→ **Exercise description**
Filter the listing so that only lines with the word "pubDate" remain.

→ **The data**
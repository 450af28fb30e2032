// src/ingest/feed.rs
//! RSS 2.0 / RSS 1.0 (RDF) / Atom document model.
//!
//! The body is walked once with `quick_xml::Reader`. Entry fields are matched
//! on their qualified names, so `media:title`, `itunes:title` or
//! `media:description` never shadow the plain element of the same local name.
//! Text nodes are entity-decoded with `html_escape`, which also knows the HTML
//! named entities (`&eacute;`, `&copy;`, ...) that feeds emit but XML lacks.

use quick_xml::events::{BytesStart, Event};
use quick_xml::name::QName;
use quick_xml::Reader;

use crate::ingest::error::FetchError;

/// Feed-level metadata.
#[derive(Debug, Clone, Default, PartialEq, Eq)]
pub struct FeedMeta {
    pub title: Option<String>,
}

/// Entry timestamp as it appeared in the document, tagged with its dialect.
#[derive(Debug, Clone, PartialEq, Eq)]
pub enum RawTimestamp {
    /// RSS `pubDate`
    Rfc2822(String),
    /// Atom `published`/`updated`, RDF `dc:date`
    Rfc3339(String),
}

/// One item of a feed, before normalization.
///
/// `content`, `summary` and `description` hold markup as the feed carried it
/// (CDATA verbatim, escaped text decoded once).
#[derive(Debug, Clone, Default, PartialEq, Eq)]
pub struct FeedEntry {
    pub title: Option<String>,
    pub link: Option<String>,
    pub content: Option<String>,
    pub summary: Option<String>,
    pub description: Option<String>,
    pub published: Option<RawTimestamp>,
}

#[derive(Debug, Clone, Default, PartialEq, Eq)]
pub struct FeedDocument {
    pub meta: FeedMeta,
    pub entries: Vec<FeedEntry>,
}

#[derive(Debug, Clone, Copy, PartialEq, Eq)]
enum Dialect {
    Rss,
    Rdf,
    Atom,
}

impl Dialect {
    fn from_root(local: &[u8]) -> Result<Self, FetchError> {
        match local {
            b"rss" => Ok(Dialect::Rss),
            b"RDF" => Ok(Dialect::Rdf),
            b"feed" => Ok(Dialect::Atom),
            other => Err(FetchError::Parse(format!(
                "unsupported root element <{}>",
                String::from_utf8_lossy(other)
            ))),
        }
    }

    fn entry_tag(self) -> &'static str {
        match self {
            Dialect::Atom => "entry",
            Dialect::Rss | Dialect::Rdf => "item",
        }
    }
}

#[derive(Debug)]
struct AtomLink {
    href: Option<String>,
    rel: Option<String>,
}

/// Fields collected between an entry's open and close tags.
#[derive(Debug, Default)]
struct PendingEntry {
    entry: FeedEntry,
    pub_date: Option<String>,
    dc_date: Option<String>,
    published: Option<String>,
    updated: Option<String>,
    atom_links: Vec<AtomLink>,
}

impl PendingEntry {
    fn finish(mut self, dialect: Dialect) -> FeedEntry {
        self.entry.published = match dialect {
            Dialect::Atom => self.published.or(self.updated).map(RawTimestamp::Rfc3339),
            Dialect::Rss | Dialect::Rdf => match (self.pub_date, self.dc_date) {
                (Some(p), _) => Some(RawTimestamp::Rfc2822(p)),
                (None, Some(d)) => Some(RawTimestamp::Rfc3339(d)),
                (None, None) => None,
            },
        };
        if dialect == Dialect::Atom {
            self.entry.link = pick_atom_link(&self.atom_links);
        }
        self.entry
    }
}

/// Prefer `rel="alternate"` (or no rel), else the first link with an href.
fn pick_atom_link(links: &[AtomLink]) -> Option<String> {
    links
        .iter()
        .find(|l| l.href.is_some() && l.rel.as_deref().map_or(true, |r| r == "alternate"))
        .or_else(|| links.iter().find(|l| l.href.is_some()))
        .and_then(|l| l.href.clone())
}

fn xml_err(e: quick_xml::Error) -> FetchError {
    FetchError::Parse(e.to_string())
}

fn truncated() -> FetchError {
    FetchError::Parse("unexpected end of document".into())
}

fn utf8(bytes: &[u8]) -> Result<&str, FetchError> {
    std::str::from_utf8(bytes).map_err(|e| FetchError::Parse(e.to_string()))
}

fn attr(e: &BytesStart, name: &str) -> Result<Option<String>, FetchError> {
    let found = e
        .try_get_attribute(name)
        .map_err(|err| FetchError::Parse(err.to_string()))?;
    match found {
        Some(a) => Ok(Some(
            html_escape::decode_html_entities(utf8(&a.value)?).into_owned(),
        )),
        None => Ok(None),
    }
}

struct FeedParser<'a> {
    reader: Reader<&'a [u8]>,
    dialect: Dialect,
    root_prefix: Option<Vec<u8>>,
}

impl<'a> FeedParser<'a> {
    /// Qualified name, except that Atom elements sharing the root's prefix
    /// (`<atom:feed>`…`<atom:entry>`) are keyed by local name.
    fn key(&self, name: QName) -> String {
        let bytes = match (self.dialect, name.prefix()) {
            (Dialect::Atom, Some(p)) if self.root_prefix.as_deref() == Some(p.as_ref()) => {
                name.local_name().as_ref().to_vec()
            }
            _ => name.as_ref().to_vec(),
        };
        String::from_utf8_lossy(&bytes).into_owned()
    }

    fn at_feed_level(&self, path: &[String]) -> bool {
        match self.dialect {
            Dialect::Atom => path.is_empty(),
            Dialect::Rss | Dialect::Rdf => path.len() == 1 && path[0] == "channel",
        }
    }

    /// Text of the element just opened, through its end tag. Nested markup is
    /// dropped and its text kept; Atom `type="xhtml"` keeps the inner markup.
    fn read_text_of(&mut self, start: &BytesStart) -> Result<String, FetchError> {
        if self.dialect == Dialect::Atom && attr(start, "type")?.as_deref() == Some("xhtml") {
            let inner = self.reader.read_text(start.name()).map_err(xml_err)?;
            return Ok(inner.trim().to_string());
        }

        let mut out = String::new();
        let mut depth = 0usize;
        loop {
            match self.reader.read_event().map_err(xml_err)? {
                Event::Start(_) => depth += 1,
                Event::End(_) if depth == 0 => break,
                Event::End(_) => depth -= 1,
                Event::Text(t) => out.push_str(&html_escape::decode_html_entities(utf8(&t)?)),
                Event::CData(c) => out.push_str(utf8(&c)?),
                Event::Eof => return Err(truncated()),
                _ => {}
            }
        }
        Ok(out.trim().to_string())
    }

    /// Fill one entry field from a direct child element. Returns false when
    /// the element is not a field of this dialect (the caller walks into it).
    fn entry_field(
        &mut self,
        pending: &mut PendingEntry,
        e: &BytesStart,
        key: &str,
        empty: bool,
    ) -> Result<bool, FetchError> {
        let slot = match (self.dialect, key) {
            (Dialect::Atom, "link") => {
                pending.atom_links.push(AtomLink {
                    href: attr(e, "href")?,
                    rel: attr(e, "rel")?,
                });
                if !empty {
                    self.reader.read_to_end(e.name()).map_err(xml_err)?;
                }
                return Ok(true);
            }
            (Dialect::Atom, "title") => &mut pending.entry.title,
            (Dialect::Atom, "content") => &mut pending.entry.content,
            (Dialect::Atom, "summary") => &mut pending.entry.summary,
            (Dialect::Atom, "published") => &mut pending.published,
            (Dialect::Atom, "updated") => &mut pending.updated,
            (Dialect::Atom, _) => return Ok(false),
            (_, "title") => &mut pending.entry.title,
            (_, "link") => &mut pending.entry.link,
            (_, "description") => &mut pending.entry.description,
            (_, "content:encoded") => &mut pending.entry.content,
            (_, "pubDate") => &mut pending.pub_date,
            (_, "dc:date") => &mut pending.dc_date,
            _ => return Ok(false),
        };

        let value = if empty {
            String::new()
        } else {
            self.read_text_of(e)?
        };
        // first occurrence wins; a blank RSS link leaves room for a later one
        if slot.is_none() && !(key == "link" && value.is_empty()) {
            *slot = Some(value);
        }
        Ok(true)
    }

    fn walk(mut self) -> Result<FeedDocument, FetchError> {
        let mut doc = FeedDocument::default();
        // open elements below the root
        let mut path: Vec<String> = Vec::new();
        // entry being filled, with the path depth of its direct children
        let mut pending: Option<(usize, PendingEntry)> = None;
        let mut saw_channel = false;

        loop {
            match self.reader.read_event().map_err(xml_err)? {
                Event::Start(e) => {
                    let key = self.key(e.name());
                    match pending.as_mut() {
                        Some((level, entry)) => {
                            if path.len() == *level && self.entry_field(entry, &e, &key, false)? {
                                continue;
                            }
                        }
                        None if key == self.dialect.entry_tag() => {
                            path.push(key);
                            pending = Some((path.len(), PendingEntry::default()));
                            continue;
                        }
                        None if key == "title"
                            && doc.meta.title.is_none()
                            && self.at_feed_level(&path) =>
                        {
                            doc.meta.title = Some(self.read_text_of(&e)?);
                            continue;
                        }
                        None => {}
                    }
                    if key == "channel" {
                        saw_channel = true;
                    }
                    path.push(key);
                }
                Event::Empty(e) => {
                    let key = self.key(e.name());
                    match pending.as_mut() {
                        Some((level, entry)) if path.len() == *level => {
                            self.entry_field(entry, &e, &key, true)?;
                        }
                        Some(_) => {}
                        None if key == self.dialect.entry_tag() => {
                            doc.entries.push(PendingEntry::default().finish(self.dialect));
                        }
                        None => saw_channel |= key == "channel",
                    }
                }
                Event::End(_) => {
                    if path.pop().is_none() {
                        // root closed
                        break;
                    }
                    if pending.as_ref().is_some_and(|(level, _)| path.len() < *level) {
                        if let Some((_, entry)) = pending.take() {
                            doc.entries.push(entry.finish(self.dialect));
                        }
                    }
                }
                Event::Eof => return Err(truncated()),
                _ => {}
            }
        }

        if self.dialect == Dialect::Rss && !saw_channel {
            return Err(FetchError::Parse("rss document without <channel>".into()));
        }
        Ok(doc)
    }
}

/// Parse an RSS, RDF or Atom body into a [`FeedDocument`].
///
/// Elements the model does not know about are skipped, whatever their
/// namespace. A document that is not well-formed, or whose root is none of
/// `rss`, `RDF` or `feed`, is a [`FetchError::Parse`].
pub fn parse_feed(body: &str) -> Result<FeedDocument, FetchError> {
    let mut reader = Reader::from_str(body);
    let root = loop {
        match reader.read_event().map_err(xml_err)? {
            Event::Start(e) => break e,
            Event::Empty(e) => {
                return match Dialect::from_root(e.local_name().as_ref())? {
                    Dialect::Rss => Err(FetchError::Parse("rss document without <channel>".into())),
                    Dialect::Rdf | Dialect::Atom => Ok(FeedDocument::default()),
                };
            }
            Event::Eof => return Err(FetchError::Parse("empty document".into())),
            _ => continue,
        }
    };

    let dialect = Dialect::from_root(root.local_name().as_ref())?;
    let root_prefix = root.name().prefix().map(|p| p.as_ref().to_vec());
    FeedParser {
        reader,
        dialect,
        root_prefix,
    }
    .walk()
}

→ **Solution to the problem**
    /// RSS `pubDate`
            (_, "pubDate") => &mut pending.pub_date,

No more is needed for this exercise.